**WORK ORDER:**
Using the listing below, print exactly everything from the line with "This function will" down to the line with "let minutes = step * 5;", both included, and nothing more.

**MATERIALS PROVIDED:**
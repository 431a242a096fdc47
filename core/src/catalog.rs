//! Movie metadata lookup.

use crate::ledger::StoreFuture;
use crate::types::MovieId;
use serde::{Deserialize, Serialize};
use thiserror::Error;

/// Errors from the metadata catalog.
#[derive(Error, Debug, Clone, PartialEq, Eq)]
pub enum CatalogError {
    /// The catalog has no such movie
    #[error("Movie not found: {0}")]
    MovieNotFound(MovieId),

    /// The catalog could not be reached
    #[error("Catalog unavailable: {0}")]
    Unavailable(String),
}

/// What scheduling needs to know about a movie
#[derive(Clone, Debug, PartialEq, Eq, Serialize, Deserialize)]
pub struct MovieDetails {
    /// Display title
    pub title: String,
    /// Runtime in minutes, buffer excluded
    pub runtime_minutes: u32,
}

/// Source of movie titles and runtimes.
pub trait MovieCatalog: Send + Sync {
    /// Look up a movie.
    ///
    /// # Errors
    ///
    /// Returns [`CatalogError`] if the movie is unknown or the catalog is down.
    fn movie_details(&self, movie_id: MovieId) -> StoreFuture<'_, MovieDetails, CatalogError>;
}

* * *

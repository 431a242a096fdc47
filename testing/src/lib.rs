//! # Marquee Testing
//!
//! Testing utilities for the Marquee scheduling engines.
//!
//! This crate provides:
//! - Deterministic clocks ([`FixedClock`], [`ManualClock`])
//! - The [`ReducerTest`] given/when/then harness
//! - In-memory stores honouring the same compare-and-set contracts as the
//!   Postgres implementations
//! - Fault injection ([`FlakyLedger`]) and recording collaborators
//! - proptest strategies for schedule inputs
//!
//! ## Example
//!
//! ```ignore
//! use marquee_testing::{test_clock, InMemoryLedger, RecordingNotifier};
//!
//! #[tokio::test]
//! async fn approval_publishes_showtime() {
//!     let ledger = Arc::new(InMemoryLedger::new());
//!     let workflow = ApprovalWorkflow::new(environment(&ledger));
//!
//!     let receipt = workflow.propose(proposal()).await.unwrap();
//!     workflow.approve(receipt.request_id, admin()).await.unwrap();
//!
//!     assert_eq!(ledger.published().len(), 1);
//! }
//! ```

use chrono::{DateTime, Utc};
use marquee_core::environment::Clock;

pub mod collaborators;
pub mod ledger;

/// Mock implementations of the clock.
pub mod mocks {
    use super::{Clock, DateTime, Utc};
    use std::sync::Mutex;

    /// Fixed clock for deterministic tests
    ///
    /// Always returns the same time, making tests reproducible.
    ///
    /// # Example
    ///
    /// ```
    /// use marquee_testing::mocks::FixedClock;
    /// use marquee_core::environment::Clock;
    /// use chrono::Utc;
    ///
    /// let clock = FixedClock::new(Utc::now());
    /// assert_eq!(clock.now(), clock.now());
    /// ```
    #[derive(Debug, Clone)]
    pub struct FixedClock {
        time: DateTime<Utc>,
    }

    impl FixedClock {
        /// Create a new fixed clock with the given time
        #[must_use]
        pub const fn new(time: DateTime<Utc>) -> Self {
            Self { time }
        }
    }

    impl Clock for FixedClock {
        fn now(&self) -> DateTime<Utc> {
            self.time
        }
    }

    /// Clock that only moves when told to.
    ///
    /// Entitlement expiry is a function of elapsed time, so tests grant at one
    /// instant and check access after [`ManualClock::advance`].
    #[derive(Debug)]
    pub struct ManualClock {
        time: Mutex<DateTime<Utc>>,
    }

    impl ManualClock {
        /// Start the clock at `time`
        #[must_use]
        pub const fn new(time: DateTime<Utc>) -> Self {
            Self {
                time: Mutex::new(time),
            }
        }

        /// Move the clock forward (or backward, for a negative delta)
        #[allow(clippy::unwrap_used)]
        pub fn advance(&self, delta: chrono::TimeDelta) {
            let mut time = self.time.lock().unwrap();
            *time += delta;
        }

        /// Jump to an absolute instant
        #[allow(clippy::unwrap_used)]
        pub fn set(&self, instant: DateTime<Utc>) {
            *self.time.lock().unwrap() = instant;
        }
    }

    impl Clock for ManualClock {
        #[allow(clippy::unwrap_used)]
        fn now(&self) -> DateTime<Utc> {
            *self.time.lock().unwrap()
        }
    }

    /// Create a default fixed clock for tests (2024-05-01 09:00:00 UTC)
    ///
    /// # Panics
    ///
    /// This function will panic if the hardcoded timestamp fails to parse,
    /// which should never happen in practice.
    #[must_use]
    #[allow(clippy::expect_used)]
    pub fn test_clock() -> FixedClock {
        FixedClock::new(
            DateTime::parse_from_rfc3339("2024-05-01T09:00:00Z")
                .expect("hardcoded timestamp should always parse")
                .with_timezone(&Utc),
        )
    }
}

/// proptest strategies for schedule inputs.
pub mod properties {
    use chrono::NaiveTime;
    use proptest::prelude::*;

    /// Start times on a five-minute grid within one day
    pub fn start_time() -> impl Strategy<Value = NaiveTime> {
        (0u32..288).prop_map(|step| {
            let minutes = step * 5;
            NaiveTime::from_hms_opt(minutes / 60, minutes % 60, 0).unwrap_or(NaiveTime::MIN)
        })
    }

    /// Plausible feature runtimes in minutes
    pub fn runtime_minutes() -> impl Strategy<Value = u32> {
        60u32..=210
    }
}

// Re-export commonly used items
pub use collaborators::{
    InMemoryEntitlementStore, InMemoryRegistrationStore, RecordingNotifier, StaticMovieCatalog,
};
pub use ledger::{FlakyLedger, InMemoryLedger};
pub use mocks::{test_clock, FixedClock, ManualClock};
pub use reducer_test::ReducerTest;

---

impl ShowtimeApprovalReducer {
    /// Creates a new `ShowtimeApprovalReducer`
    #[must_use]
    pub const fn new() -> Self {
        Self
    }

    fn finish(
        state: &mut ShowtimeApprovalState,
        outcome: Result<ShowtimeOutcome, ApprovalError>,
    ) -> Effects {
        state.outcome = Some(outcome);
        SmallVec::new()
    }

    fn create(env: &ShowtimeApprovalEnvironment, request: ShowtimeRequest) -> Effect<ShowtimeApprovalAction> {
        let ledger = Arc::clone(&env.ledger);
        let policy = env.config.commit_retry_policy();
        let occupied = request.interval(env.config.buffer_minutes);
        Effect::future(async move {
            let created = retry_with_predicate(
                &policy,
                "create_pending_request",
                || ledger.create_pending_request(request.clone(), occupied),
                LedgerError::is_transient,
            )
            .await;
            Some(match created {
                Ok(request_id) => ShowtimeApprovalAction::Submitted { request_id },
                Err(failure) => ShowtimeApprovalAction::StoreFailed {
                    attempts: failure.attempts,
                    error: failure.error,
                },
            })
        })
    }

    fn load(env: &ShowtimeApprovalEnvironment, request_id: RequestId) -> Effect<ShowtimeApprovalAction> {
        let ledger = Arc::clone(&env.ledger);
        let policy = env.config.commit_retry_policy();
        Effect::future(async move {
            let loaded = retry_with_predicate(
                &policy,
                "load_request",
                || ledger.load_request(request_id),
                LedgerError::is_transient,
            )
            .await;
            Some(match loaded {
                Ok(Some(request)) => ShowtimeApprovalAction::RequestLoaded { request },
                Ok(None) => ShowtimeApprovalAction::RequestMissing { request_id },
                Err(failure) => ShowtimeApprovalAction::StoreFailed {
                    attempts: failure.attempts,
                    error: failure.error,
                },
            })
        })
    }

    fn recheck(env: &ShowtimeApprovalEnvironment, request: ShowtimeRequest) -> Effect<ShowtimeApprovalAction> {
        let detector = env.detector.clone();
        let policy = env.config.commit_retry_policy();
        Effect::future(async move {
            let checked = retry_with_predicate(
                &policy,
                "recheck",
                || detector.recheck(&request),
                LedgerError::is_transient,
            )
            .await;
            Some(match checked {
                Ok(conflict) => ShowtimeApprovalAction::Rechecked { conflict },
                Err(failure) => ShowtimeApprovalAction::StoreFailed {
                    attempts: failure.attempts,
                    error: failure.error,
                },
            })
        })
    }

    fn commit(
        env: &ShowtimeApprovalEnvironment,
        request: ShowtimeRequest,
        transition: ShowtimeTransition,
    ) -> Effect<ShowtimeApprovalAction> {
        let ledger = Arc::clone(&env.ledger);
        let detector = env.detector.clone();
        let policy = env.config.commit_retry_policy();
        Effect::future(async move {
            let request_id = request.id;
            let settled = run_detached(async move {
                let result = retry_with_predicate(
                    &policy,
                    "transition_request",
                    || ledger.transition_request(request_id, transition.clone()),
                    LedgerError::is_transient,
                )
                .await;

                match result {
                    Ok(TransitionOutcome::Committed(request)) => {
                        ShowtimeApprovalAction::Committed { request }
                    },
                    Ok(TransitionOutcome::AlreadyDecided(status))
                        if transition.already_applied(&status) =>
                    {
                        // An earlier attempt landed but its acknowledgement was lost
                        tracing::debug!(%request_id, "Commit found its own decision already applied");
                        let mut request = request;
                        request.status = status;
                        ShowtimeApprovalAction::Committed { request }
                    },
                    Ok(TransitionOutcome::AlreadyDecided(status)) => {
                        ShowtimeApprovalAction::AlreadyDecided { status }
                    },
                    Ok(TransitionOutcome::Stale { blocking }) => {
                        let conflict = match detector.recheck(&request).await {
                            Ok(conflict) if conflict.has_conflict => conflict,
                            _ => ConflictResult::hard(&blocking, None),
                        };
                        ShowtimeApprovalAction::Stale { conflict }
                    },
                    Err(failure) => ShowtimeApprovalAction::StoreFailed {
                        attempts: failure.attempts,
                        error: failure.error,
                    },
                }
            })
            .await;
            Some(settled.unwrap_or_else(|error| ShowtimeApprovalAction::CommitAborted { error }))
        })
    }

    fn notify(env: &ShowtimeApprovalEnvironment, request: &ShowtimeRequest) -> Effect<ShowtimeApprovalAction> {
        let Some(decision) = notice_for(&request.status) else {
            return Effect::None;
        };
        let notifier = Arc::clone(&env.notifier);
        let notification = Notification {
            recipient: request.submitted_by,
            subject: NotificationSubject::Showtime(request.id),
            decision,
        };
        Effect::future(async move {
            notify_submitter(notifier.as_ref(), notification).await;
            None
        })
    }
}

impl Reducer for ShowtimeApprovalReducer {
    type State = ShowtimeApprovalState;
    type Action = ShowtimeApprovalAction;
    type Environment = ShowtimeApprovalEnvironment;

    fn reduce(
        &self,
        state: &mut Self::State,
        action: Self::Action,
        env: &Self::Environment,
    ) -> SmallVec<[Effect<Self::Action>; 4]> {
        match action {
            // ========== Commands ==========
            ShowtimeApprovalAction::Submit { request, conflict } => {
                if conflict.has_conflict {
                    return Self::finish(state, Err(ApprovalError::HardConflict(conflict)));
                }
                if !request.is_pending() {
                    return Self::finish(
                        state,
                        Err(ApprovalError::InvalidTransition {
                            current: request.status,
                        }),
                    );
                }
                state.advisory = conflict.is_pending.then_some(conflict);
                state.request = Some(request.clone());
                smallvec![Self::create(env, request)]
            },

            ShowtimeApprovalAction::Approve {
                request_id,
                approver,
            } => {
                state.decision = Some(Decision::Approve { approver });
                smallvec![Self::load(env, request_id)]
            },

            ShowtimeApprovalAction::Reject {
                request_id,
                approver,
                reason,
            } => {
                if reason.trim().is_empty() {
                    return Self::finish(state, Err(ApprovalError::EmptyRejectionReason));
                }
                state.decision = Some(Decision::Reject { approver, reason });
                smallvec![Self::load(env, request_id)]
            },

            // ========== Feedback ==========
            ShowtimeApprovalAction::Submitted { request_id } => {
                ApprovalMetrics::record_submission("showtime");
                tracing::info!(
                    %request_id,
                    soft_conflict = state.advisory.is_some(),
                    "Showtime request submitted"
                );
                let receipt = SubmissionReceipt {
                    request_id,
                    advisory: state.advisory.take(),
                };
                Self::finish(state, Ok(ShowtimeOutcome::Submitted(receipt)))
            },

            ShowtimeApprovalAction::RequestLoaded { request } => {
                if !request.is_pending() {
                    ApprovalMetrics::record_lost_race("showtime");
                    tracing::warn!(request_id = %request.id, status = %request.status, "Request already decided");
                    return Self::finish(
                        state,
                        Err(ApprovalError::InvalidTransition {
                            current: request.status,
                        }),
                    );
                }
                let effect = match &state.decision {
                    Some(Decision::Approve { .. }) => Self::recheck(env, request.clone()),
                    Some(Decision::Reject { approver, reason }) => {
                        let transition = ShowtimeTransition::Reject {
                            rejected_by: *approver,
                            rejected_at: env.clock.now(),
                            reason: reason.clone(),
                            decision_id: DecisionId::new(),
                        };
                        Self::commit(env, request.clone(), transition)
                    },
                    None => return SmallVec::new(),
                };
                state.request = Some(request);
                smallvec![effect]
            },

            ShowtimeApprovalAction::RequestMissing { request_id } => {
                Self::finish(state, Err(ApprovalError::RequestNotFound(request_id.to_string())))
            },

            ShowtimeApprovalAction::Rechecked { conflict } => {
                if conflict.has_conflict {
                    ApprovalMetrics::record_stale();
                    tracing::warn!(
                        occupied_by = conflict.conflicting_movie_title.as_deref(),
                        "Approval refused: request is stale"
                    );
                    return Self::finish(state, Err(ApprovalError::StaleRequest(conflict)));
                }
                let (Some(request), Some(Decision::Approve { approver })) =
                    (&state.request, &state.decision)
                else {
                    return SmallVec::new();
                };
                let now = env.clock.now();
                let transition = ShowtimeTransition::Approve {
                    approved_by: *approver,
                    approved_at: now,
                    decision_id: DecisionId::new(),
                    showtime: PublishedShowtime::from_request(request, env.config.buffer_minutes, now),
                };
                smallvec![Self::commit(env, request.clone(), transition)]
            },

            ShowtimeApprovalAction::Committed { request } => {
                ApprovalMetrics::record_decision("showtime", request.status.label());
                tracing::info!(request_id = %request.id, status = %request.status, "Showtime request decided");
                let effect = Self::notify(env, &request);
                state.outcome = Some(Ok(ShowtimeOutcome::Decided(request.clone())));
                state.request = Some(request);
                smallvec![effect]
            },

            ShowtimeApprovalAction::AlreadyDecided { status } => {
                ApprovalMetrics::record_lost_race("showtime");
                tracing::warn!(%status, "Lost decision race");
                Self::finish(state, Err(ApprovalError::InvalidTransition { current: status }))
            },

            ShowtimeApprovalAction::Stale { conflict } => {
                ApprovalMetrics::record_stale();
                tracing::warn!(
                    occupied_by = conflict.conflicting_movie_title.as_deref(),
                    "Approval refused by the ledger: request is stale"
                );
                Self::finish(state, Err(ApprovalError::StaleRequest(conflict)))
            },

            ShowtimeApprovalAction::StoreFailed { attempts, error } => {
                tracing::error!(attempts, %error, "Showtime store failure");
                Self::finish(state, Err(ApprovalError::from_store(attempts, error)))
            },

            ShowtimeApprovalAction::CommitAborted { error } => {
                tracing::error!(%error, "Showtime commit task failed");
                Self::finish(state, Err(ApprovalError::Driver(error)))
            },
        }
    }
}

**RESULT FOR THIS EXERCISE:**
    /// This function will panic if the hardcoded timestamp fails to parse,
    /// which should never happen in practice.
    #[must_use]
    #[allow(clippy::expect_used)]
    pub fn test_clock() -> FixedClock {
        FixedClock::new(
            DateTime::parse_from_rfc3339("2024-05-01T09:00:00Z")
                .expect("hardcoded timestamp should always parse")
                .with_timezone(&Utc),
        )
    }
}

/// proptest strategies for schedule inputs.
pub mod properties {
    use chrono::NaiveTime;
    use proptest::prelude::*;

    /// Start times on a five-minute grid within one day
    pub fn start_time() -> impl Strategy<Value = NaiveTime> {
        (0u32..288).prop_map(|step| {
            let minutes = step * 5;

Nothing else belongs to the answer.